Como já havia afirmado em outras digressões, esse isolamento social não significa ausência de ações solidárias e preocupação com o outro. Com essa vida socialmente separada, frente ao momento pandêmico que vivemos por causa do Coronavírus, estou retornando às minhas lembranças da minha infância, tudo no sentido do cuidar um dos outros.
Talvez, muitos dos interlocutores que terão acesso à prosa em tela não conheçam a planta de nome Erva Santa Maria, cujo nome cientifico é Dysphania ambrosioides. Mesmo assim, estou sendo instigado por Mnemosine, deusa da memória, a lembrar dessa planta que me traz uma recordação de um passado amargo, guardado bem fundo.
O contexto experienciado, naquele tempo, era o da vida no meio rural. Mais precisamente na Fazenda Furnas, município de Itapuranga (GO), distante da urbe, cerca de 7,5 km. Lá em meados da década de 1970 foi quando aconteceu o meu encontro e apresentação a Erva Santa Maria. Hoje, estou a pensar no ditado popular que afirma que “lembrar é sofrer duas vezes”.
E não é que, em partes, tem razão, pois esse primeiro encontro com as condicionantes medicinais desse ramo, que ainda hoje pode ser facilmente visto nos quintais das casas rurais, no terreiro e hortaliças nascendo de forma natural, não foi nada agradável. Talvez um (des)encontro desagradável. Posso lhes dizer que foi um passado que deveria ser esquecido, mas que socializo com os outros para que não sofram o mesmo.

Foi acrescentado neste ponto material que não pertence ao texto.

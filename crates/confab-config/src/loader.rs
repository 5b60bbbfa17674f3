// SPDX-FileCopyrightText: 2026 Confab Contributors
// SPDX-License-Identifier: MIT OR Apache-2.0

//! Configuration loader using Figment for layered config merging.
//!
//! Supports XDG hierarchy: `./confab.toml` > `~/.config/confab/confab.toml` >
//! `/etc/confab/confab.toml` with environment variable overrides via the
//! `CONFAB_` prefix.

#![allow(clippy::result_large_err)] // figment::Error is external and cannot be boxed without wrapper

use std::path::Path;

use figment::{
    Figment,
    providers::{Env, Format, Serialized, Toml},
};

use crate::model::ConfabConfig;

/// Load configuration from the standard XDG hierarchy with env var overrides.
///
/// Merge order (later overrides earlier):
/// 1. Compiled defaults
/// 2. `/etc/confab/confab.toml` (system-wide)
/// 3. `~/.config/confab/confab.toml` (user XDG config)
/// 4. `./confab.toml` (local directory)
/// 5. `CONFAB_*` environment variables
pub fn load_config() -> Result<ConfabConfig, figment::Error> {
    Figment::new()
        .merge(Serialized::defaults(ConfabConfig::default()))
        .merge(Toml::file("/etc/confab/confab.toml"))
        .merge(Toml::file(
            dirs::config_dir()
                .map(|d| d.join("confab/confab.toml"))
                .unwrap_or_default(),
        ))
        .merge(Toml::file("confab.toml"))
        .merge(env_provider())
        .extract()
}

/// Load configuration from a TOML string only (no XDG lookup, no env vars).
///
/// Used for testing and explicit config specification.
pub fn load_config_from_str(toml_content: &str) -> Result<ConfabConfig, figment::Error> {
    Figment::new()
        .merge(Serialized::defaults(ConfabConfig::default()))
        .merge(Toml::string(toml_content))
        .extract()
}

/// Load configuration from a specific file path with env var overrides.
pub fn load_config_from_path(path: &Path) -> Result<ConfabConfig, figment::Error> {
    Figment::new()
        .merge(Serialized::defaults(ConfabConfig::default()))
        .merge(Toml::file(path))
        .merge(env_provider())
        .extract()
}

/// Create the environment variable provider using explicit `map()` for
/// section-to-dot mapping.
///
/// Uses `Env::map()` rather than `Env::split("_")` to avoid ambiguity with
/// underscore-containing key names: `CONFAB_STREAM_POLL_MS` must map to
/// `stream.poll_ms`, not `stream.poll.ms`.
fn env_provider() -> Env {
    Env::prefixed("CONFAB_").map(|key| {
        // `key` is the lowercased env var name with prefix stripped.
        // Example: CONFAB_STREAM_POLL_MS -> "stream_poll_ms"
        let key_str = key.as_str();
        let mapped = key_str
            .replacen("service_", "service.", 1)
            .replacen("gateway_", "gateway.", 1)
            .replacen("storage_", "storage.", 1)
            .replacen("stream_", "stream.", 1)
            .replacen("presence_", "presence.", 1)
            .replacen("bus_", "bus.", 1);
        mapped.into()
    })
}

Tive boa parte da minha infância alimentada, quase com exclusividade, pelo leite, quer seja materno, primeiros anos de vida e, posteriormente, até aos nove anos de vida, leite bovino. Razão pela qual, ao levantarmos, todos os dias, eu e meus irmãos, já tínhamos uma vasilha de leite fervido para nosso deleite matinal.
Eu, aliás, preciso pedir perdão aos meus pais, pois fui muito niquento ao beber o leite bovino, pois se tivesse uma mancha de nata, gordura do leite que solidifica por sobre o leite resfriado, recusava-me a tomá-lo. Se me oferecessem um copo de leite com nata, eu era tentado com muita ira, até que aprendi a coar o leite na fralda da minha camiseta, facilitando um pouco minha situação. Até porque, coador não havia também naquele tempo.
Vejam como são as tradições. Minha mãe viera de uma tradição mineira/goiana, apreendendo, em família, como preparar medicamentos caseiros, aproveitando dos saberes populares para ajudar na variadíssima medicina popular. Aliás, não sei por que minha mãe aprendera a fazer esse santo remédio caseiro para combater os vermes, usando o leite com Erva Santa Maria.
Composição santificada! Pronto. Em um belo dia, minha mãe resolveu ofertar tal fórmula caseira a toda família. Misturou leite, açúcar torrada e ramagens da Erva Santa Maria. Toda essa solução produz um líquido com um dos gostos mais terríveis que provei em minha vida.
Talvez seja por experiência do cotidiano, ou do passado, que hoje eu não goste de beber leite, mesmo sabendo das inúmeras propriedades benéficas para nosso corpo, como o fiz em boa parte da minha infância. Ressalto que também reconheço as propriedades da Erva Santa Maria. No entanto, penso que essa mistura de leite e Erva Santa Maria deve ser proibida, merecendo, quem sabe, um artigo no Estatuto da Criança e Adolescente (ECA), pois isso é uma estratégia surreal de torturar, punir e violentar nossas crianças.
Ainda bem que existem entidades e laboratórios que conseguem extrair as propriedades medicinais da Erva Santa Maria sem usar de tal metodologia caseira, como o fazem as Pastorais da Saúde e Criança que já conseguem produzir o medicamento de forma natural, em cápsulas, diminuindo, ou mesmo não fazendo com que as crianças sejam obrigadas a ingerir a sagrada bebida láctea com Erva Santa Maria.
Continuo a pensar, ainda hoje, que sabedoria popular é essa que descobriu a importância medicinal dessa planta que podemos encontrar naturalmente em nossos quintais? Estou convicto de essa descoberta explica minha ojeriza em beber leite. Hoje eu o faço, mas para manter a saúde do corpo, mesmo tendo lembranças amargas, pois quando pego um copo de leite, o que me vem na lembrança é o cheiro e gosto insuportável da Erva Santa Maria.
Não tenho dúvida em afirmar; Erva Santa Maria, no leite, nunca mais.
Contar e narrar o nosso passado com o jeito e o gosto da cultura de nosso povo. Olhares atentos no presente que vivemos.